[Opening RECORDED INFORMATION section]

//! 模块健康检查
//!
//! 每个激活的模块有独立的定时检查任务；注册表另有一个全局监控任务，
//! 对超过 `间隔 × overdue_factor` 仍未检查的激活模块强制补做一次检查。

use std::sync::{PoisonError, Weak};
use std::time::{Duration, Instant};

use tokio::time::{interval_at, MissedTickBehavior};
use tokio_util::sync::CancellationToken;
use tracing::{debug, info, warn};

use super::lifecycle::{call_hook, HookOutcome, RegistryEvent};
use super::metadata::{ModuleHealth, ModuleState};
use super::registry::{ModuleRegistry, RegistryInner};
use crate::utils::{CoreError, Result};

impl ModuleRegistry {
    /// 立即检查单个模块的健康状态
    ///
    /// 激活状态的模块调用其健康检查钩子（受 `health_check_timeout_ms` 约束），
    /// 钩子失败或超时记为 `Error`。未激活的模块记为 `Inactive`，
    /// 其余状态返回当前记录的健康信息。
    pub async fn check_module_health(&self, module_id: &str) -> Result<ModuleHealth> {
        self.run_health_check(module_id)
            .await
            .ok_or_else(|| CoreError::ModuleNotFound(module_id.to_string()))
    }

    /// 立即检查所有激活模块的健康状态
    pub async fn check_all_health(&self) -> Vec<(String, ModuleHealth)> {
        let mut results = Vec::new();
        for module_id in self.get_active_modules().await {
            if let Some(health) = self.run_health_check(&module_id).await {
                results.push((module_id, health));
            }
        }
        results
    }

    pub(super) async fn run_health_check(&self, module_id: &str) -> Option<ModuleHealth> {
        let (state, hooks, current) = {
            let modules = self.inner.modules.read().await;
            let module = modules.get(module_id)?;
            (
                module.state,
                module.descriptor.hooks.clone(),
                module.health.clone(),
            )
        };

        let health = match state {
            ModuleState::Active => {
                let timeout_ms = self.inner.config.health_check_timeout_ms;
                match call_hook(Some(timeout_ms), hooks.health_check()).await {
                    HookOutcome::Completed(health) => health,
                    HookOutcome::Failed(e) => {
                        warn!(module_id = %module_id, error = %e, "健康检查失败");
                        ModuleHealth::error(e.to_string())
                    }
                    HookOutcome::TimedOut(ms) => {
                        warn!(module_id = %module_id, timeout_ms = ms, "健康检查超时");
                        ModuleHealth::error(format!("健康检查超时 ({}ms)", ms))
                    }
                }
            }
            ModuleState::Inactive => ModuleHealth::inactive(),
            _ => return Some(current),
        };

        self.apply_health(module_id, health.clone()).await;
        Some(health)
    }

    /// 记录健康信息，状态变化时发出通知
    pub(super) async fn apply_health(&self, module_id: &str, health: ModuleHealth) {
        let previous = {
            let mut modules = self.inner.modules.write().await;
            let Some(module) = modules.get_mut(module_id) else {
                return;
            };
            let previous = module.health.status;
            module.last_health_check = Some(Instant::now());
            module.health = health.clone();
            previous
        };

        if previous != health.status {
            debug!(
                module_id = %module_id,
                previous = ?previous,
                current = ?health.status,
                "模块健康状态变化"
            );
            self.emit(RegistryEvent::ModuleHealthChanged {
                module_id: module_id.to_string(),
                previous,
                current: health.status,
            });
        }
    }

    // ==================== 全局监控 ====================

    /// 启动全局健康监控
    ///
    /// 已在运行或不在 tokio 运行时内时不做任何事，返回是否新启动了监控。
    pub fn start_health_monitor(&self) -> bool {
        if tokio::runtime::Handle::try_current().is_err() {
            debug!("不在 tokio 运行时内，跳过健康监控");
            return false;
        }

        let mut monitor = self
            .inner
            .monitor
            .lock()
            .unwrap_or_else(PoisonError::into_inner);
        if monitor.is_some() {
            return false;
        }

        let token = CancellationToken::new();
        let period = Duration::from_millis(self.inner.config.health_check_interval_ms.max(1));
        spawn_monitor(std::sync::Arc::downgrade(&self.inner), period, token.clone());
        *monitor = Some(token);
        info!(interval_ms = period.as_millis() as u64, "健康监控已启动");
        true
    }

    /// 停止全局健康监控
    pub fn stop_health_monitor(&self) {
        let token = self
            .inner
            .monitor
            .lock()
            .unwrap_or_else(PoisonError::into_inner)
            .take();
        if let Some(token) = token {
            token.cancel();
            info!("健康监控已停止");
        }
    }

    /// 全局健康监控是否运行中
    pub fn is_health_monitor_running(&self) -> bool {
        self.inner
            .monitor
            .lock()
            .unwrap_or_else(PoisonError::into_inner)
            .is_some()
    }

    /// 强制检查超期未检查的激活模块，返回被检查的模块
    async fn check_overdue(&self) -> Vec<String> {
        let overdue: Vec<String> = {
            let factor = self.inner.config.overdue_factor.max(1);
            let modules = self.inner.modules.read().await;
            modules
                .iter()
                .filter(|(_, m)| m.state == ModuleState::Active)
                .filter(|(_, m)| {
                    let limit = m.health_interval(self.inner.default_health_interval_ms) * factor;
                    m.last_health_check.map_or(true, |at| at.elapsed() > limit)
                })
                .map(|(id, _)| id.clone())
                .collect()
        };

        for module_id in &overdue {
            warn!(module_id = %module_id, "健康检查超期，强制检查");
            self.run_health_check(module_id).await;
        }
        overdue
    }
}

fn upgrade(inner: &Weak<RegistryInner>) -> Option<ModuleRegistry> {
    inner.upgrade().map(|inner| ModuleRegistry { inner })
}

/// 启动模块的定时健康检查，令牌取消或注册表释放后退出
pub(super) fn spawn_module_timer(
    inner: Weak<RegistryInner>,
    module_id: String,
    period: Duration,
    token: CancellationToken,
) {
    let period = period.max(Duration::from_millis(1));
    tokio::spawn(async move {
        let mut ticker = interval_at(tokio::time::Instant::now() + period, period);
        ticker.set_missed_tick_behavior(MissedTickBehavior::Delay);
        loop {
            tokio::select! {
                _ = token.cancelled() => break,
                _ = ticker.tick() => {
                    let Some(registry) = upgrade(&inner) else { break };
                    if registry.run_health_check(&module_id).await.is_none() {
                        break;
                    }
                }
            }
        }
        debug!(module_id = %module_id, "模块健康检查任务退出");
    });
}

fn spawn_monitor(inner: Weak<RegistryInner>, period: Duration, token: CancellationToken) {
    tokio::spawn(async move {
        let mut ticker = interval_at(tokio::time::Instant::now() + period, period);
        ticker.set_missed_tick_behavior(MissedTickBehavior::Delay);
        loop {
            tokio::select! {
                _ = token.cancelled() => break,
                _ = ticker.tick() => {
                    let Some(registry) = upgrade(&inner) else { break };
                    registry.check_overdue().await;
                }
            }
        }
        debug!("健康监控任务退出");
    });
}

#[cfg(test)]
mod tests {
    use std::sync::atomic::{AtomicBool, AtomicUsize, Ordering};
    use std::sync::Arc;

    use async_trait::async_trait;

    use super::*;
    use crate::bus::LocalEventBus;
    use crate::core::config::{EventBusConfig, GuardConfig, RegistryConfig};
    use crate::guard::HandlerGuard;
    use crate::module::lifecycle::RegistryEventKind;
    use crate::module::metadata::{HealthStatus, ModuleDescriptor, ModuleHooks, ModuleOptions};

    #[derive(Default)]
    struct Probe {
        checks: AtomicUsize,
        failing: AtomicBool,
    }

    #[async_trait]
    impl ModuleHooks for Probe {
        async fn health_check(&self) -> anyhow::Result<ModuleHealth> {
            self.checks.fetch_add(1, Ordering::SeqCst);
            if self.failing.load(Ordering::SeqCst) {
                anyhow::bail!("database unreachable");
            }
            Ok(ModuleHealth::healthy())
        }
    }

    struct Stuck;

    #[async_trait]
    impl ModuleHooks for Stuck {
        async fn health_check(&self) -> anyhow::Result<ModuleHealth> {
            tokio::time::sleep(Duration::from_secs(5)).await;
            Ok(ModuleHealth::healthy())
        }
    }

    fn registry(config: RegistryConfig) -> ModuleRegistry {
        let bus = LocalEventBus::new(
            EventBusConfig::default(),
            HandlerGuard::new(GuardConfig::default()),
        );
        ModuleRegistry::new(Arc::new(bus), config)
    }

    #[tokio::test]
    async fn test_failed_check_reports_error_and_notifies() {
        let registry = registry(RegistryConfig::default());
        let probe = Arc::new(Probe::default());
        registry
            .register_module(ModuleDescriptor::new("tables", "Tables", "1.0.0", probe.clone()))
            .await
            .unwrap();

        let changes = Arc::new(AtomicUsize::new(0));
        let counter = changes.clone();
        registry.on(RegistryEventKind::ModuleHealthChanged, move |_| {
            counter.fetch_add(1, Ordering::SeqCst);
        });

        probe.failing.store(true, Ordering::SeqCst);
        let health = registry.check_module_health("tables").await.unwrap();
        assert_eq!(health.status, HealthStatus::Error);
        assert_eq!(health.message.as_deref(), Some("database unreachable"));
        assert_eq!(changes.load(Ordering::SeqCst), 1);

        // 状态未变不再通知
        registry.check_module_health("tables").await.unwrap();
        assert_eq!(changes.load(Ordering::SeqCst), 1);

        // 激活状态不受健康状态影响
        let info = registry.get_module_info("tables").await.unwrap();
        assert_eq!(info.state, ModuleState::Active);
    }

    #[tokio::test]
    async fn test_check_times_out() {
        let config = RegistryConfig {
            health_check_timeout_ms: 30,
            ..Default::default()
        };
        let registry = registry(config);
        // 激活时的首次检查同样会超时，但不影响激活
        registry
            .register_module(ModuleDescriptor::new("stuck", "Stuck", "1.0.0", Arc::new(Stuck)))
            .await
            .unwrap();

        let health = registry.check_module_health("stuck").await.unwrap();
        assert_eq!(health.status, HealthStatus::Error);
        assert!(health.message.unwrap().contains("30"));
    }

    #[tokio::test]
    async fn test_periodic_check_runs() {
        let registry = registry(RegistryConfig::default());
        let probe = Arc::new(Probe::default());
        let desc = ModuleDescriptor::new("kitchen", "Kitchen", "1.0.0", probe.clone())
            .with_options(ModuleOptions {
                health_check_interval_ms: Some(20),
                ..Default::default()
            });
        registry.register_module(desc).await.unwrap();

        tokio::time::sleep(Duration::from_millis(110)).await;
        assert!(probe.checks.load(Ordering::SeqCst) >= 3);

        registry.deactivate_module("kitchen").await.unwrap();
        let after = probe.checks.load(Ordering::SeqCst);
        tokio::time::sleep(Duration::from_millis(80)).await;
        assert_eq!(probe.checks.load(Ordering::SeqCst), after);

        let health = registry.check_module_health("kitchen").await.unwrap();
        assert_eq!(health.status, HealthStatus::Inactive);
    }

    async fn mark_stale(registry: &ModuleRegistry, module_id: &str, age: Duration) {
        let mut modules = registry.inner.modules.write().await;
        let module = modules.get_mut(module_id).unwrap();
        module.last_health_check = Instant::now().checked_sub(age);
    }

    #[tokio::test]
    async fn test_overdue_module_is_checked() {
        let registry = registry(RegistryConfig::default());
        let probe = Arc::new(Probe::default());
        let desc = ModuleDescriptor::new("cashier", "Cashier", "1.0.0", probe.clone())
            .with_options(ModuleOptions {
                health_check_interval_ms: Some(1_000),
                ..Default::default()
            });
        registry.register_module(desc).await.unwrap();
        registry
            .register_module(ModuleDescriptor::new(
                "tables",
                "Tables",
                "1.0.0",
                Arc::new(Probe::default()),
            ))
            .await
            .unwrap();
        let before = probe.checks.load(Ordering::SeqCst);

        // 刚检查过的模块不算超期
        assert!(registry.check_overdue().await.is_empty());

        mark_stale(&registry, "cashier", Duration::from_secs(5)).await;
        assert_eq!(registry.check_overdue().await, vec!["cashier".to_string()]);
        assert_eq!(probe.checks.load(Ordering::SeqCst), before + 1);
        assert!(registry.check_overdue().await.is_empty());
    }

    #[tokio::test]
    async fn test_monitor_forces_overdue_check() {
        let config = RegistryConfig {
            health_check_interval_ms: 20,
            ..Default::default()
        };
        let registry = registry(config);
        let probe = Arc::new(Probe::default());
        let desc = ModuleDescriptor::new("cashier", "Cashier", "1.0.0", probe.clone())
            .with_options(ModuleOptions {
                health_check_interval_ms: Some(1_000),
                ..Default::default()
            });
        registry.register_module(desc).await.unwrap();
        let before = probe.checks.load(Ordering::SeqCst);

        mark_stale(&registry, "cashier", Duration::from_secs(5)).await;
        tokio::time::sleep(Duration::from_millis(100)).await;

        assert_eq!(probe.checks.load(Ordering::SeqCst), before + 1);
        let modules = registry.inner.modules.read().await;
        let last = modules.get("cashier").unwrap().last_health_check.unwrap();
        assert!(last.elapsed() < Duration::from_secs(1));
    }

    #[tokio::test]
    async fn test_monitor_start_stop() {
        let registry = registry(RegistryConfig::default());
        assert!(registry.is_health_monitor_running());
        assert!(!registry.start_health_monitor());

        registry.stop_health_monitor();
        assert!(!registry.is_health_monitor_running());
        assert!(registry.start_health_monitor());
    }

    #[tokio::test]
    async fn test_unknown_module() {
        let registry = registry(RegistryConfig::default());
        assert!(matches!(
            registry.check_module_health("ghost").await,
            Err(CoreError::ModuleNotFound(_))
        ));
    }
}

[Closing RECORDED INFORMATION section]

Output the records above exactly, from their first line through the line that contains "let (state, hooks, current)", and add nothing.

FINAL ANSWER.
//! 模块健康检查
//!
//! 每个激活的模块有独立的定时检查任务；注册表另有一个全局监控任务，
//! 对超过 `间隔 × overdue_factor` 仍未检查的激活模块强制补做一次检查。

use std::sync::{PoisonError, Weak};
use std::time::{Duration, Instant};

use tokio::time::{interval_at, MissedTickBehavior};
use tokio_util::sync::CancellationToken;
use tracing::{debug, info, warn};

use super::lifecycle::{call_hook, HookOutcome, RegistryEvent};
use super::metadata::{ModuleHealth, ModuleState};
use super::registry::{ModuleRegistry, RegistryInner};
use crate::utils::{CoreError, Result};

impl ModuleRegistry {
    /// 立即检查单个模块的健康状态
    ///
    /// 激活状态的模块调用其健康检查钩子（受 `health_check_timeout_ms` 约束），
    /// 钩子失败或超时记为 `Error`。未激活的模块记为 `Inactive`，
    /// 其余状态返回当前记录的健康信息。
    pub async fn check_module_health(&self, module_id: &str) -> Result<ModuleHealth> {
        self.run_health_check(module_id)
            .await
            .ok_or_else(|| CoreError::ModuleNotFound(module_id.to_string()))
    }

    /// 立即检查所有激活模块的健康状态
    pub async fn check_all_health(&self) -> Vec<(String, ModuleHealth)> {
        let mut results = Vec::new();
        for module_id in self.get_active_modules().await {
            if let Some(health) = self.run_health_check(&module_id).await {
                results.push((module_id, health));
            }
        }
        results
    }

    pub(super) async fn run_health_check(&self, module_id: &str) -> Option<ModuleHealth> {
        let (state, hooks, current) = {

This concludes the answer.